*** Opening Data records ***

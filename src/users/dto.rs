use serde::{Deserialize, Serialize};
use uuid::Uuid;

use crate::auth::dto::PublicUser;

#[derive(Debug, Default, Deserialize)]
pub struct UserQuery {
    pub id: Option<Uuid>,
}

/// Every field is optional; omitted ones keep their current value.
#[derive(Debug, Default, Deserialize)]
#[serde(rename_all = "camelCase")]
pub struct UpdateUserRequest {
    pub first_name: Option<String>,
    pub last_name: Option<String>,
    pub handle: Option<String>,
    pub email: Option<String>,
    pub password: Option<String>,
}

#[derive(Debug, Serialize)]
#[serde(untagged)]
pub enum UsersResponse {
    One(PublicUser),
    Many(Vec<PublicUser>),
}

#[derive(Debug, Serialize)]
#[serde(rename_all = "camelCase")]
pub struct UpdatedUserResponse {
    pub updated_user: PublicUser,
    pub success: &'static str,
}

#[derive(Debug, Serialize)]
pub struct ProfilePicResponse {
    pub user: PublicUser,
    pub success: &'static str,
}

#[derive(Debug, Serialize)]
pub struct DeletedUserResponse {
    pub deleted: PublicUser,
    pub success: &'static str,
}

*** Closing Data records ***

▸ Problem details
From the first line to the last, retype the data exactly.

▸ Result for this task
filename src/users/dto.rs
use serde::{Deserialize, Serialize};
use uuid::Uuid;

use crate::auth::dto::PublicUser;

#[derive(Debug, Default, Deserialize)]
pub struct UserQuery {
    pub id: Option<Uuid>,
}

/// Every field is optional; omitted ones keep their current value.
#[derive(Debug, Default, Deserialize)]
#[serde(rename_all = "camelCase")]
pub struct UpdateUserRequest {
    pub first_name: Option<String>,
    pub last_name: Option<String>,
    pub handle: Option<String>,
    pub email: Option<String>,
    pub password: Option<String>,
}

#[derive(Debug, Serialize)]
#[serde(untagged)]
pub enum UsersResponse {
    One(PublicUser),
    Many(Vec<PublicUser>),
}

#[derive(Debug, Serialize)]
#[serde(rename_all = "camelCase")]
pub struct UpdatedUserResponse {
    pub updated_user: PublicUser,
    pub success: &'static str,
}

#[derive(Debug, Serialize)]
pub struct ProfilePicResponse {
    pub user: PublicUser,
    pub success: &'static str,
}

#[derive(Debug, Serialize)]
pub struct DeletedUserResponse {
    pub deleted: PublicUser,
    pub success: &'static str,
}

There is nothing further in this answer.